[[ EXCERPTED RECORDS open ]]
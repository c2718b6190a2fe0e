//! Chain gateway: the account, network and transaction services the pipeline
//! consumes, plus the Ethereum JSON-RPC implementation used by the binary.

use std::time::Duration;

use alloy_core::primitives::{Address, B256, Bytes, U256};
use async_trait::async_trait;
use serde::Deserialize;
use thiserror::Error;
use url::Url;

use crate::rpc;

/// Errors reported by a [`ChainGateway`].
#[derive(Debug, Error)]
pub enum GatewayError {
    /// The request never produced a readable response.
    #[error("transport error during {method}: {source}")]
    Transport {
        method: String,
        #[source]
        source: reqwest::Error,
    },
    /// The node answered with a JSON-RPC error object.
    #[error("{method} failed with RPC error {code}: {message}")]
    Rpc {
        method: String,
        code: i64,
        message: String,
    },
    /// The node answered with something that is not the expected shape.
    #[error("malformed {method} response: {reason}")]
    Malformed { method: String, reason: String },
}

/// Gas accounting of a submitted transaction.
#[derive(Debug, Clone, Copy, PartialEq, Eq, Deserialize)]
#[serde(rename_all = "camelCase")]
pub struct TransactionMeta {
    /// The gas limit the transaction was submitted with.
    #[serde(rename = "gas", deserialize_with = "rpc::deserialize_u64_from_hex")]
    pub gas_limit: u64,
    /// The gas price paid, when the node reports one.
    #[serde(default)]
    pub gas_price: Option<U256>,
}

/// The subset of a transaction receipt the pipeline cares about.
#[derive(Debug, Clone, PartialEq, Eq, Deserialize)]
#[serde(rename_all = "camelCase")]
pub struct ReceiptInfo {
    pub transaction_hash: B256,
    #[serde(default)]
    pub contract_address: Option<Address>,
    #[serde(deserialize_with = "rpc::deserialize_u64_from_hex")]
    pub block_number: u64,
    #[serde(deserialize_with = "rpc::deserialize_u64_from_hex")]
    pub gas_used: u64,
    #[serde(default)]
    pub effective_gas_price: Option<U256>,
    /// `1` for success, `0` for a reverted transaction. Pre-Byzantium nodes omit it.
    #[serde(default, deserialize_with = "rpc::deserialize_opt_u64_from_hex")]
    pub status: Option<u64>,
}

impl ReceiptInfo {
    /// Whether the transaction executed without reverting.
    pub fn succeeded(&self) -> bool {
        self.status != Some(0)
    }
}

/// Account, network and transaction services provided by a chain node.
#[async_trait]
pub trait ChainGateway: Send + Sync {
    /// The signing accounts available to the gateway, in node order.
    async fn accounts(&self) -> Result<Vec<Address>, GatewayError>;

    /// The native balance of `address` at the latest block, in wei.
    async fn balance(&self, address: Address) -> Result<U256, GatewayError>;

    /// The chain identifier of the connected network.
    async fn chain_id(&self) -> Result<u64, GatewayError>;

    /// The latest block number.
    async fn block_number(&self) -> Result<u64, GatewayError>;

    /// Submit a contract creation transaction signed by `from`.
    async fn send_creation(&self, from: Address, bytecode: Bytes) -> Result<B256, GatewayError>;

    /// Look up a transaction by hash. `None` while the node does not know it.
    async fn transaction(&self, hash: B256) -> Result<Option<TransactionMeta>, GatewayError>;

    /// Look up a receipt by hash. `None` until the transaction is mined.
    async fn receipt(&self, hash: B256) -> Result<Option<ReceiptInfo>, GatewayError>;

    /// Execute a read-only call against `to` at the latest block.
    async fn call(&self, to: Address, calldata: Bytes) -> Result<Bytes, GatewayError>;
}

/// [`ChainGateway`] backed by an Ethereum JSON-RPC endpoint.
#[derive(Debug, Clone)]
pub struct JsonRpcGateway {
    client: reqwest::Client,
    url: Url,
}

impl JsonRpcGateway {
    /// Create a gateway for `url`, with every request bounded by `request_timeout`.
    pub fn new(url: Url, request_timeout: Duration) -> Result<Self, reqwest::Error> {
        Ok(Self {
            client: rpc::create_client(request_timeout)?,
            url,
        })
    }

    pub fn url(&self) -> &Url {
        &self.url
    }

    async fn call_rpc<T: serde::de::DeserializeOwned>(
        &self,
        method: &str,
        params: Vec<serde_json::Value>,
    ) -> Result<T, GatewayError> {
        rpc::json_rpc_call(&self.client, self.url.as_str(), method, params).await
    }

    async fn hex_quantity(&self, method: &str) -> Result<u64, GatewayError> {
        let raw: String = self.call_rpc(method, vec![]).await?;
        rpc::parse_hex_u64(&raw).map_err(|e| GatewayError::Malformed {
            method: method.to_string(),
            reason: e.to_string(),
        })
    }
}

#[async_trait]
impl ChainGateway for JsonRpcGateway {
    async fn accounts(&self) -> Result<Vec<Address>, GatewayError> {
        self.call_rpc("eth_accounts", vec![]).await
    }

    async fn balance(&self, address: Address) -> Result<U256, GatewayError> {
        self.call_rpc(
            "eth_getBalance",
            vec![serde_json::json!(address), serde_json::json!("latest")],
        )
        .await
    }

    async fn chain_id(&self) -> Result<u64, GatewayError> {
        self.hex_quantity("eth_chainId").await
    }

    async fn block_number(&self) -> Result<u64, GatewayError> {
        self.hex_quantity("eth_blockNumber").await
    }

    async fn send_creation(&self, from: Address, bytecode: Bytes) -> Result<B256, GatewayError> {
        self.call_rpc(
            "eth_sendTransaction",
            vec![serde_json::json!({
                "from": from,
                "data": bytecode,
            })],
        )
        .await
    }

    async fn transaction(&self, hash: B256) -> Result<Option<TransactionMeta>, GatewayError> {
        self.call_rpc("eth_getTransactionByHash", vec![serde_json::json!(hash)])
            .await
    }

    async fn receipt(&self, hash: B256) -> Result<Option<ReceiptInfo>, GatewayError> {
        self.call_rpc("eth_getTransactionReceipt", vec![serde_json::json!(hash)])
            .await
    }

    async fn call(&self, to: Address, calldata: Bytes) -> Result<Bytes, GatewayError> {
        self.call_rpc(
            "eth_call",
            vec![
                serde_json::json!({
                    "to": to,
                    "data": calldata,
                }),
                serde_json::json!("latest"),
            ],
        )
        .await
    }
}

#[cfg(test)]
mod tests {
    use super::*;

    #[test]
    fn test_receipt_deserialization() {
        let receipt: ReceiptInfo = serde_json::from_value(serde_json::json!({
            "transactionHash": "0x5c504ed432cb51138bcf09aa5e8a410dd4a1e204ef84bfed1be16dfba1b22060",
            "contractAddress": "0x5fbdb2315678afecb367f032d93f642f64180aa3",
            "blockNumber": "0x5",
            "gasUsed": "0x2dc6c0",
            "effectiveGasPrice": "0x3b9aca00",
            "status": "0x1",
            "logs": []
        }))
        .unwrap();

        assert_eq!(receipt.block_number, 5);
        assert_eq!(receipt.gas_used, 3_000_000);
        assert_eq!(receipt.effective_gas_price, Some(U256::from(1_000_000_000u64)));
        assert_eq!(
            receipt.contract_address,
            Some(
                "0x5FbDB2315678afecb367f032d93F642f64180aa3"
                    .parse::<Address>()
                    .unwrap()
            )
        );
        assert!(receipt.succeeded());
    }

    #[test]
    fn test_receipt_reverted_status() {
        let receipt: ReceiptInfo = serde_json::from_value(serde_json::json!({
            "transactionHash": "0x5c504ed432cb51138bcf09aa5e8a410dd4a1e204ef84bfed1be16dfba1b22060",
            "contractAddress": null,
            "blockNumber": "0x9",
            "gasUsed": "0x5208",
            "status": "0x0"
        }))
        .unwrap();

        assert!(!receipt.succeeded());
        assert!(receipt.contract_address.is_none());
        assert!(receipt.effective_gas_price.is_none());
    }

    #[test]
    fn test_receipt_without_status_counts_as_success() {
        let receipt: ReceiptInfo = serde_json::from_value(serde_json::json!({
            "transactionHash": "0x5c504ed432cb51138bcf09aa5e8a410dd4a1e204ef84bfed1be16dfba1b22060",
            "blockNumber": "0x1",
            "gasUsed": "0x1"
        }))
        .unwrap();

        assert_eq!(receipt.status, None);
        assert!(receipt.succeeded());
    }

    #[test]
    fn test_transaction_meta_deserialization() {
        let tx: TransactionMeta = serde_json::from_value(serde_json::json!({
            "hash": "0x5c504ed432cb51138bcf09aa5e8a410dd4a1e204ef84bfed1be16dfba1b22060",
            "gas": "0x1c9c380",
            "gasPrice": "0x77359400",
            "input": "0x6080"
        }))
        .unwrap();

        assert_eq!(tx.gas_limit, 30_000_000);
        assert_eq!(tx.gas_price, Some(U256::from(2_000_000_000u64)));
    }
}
[[ EXCERPTED RECORDS closed ]]
* [DIRECTIONS FOR THIS TASK] The lines from the first of the entries through the line holding "use crate::rpc;" are to be restated word for word, and no others.

* [EXERCISE RESPONSE]
repository c2718b6190a2fe0e
//! Chain gateway: the account, network and transaction services the pipeline
//! consumes, plus the Ethereum JSON-RPC implementation used by the binary.

use std::time::Duration;

use alloy_core::primitives::{Address, B256, Bytes, U256};
use async_trait::async_trait;
use serde::Deserialize;
use thiserror::Error;
use url::Url;

use crate::rpc;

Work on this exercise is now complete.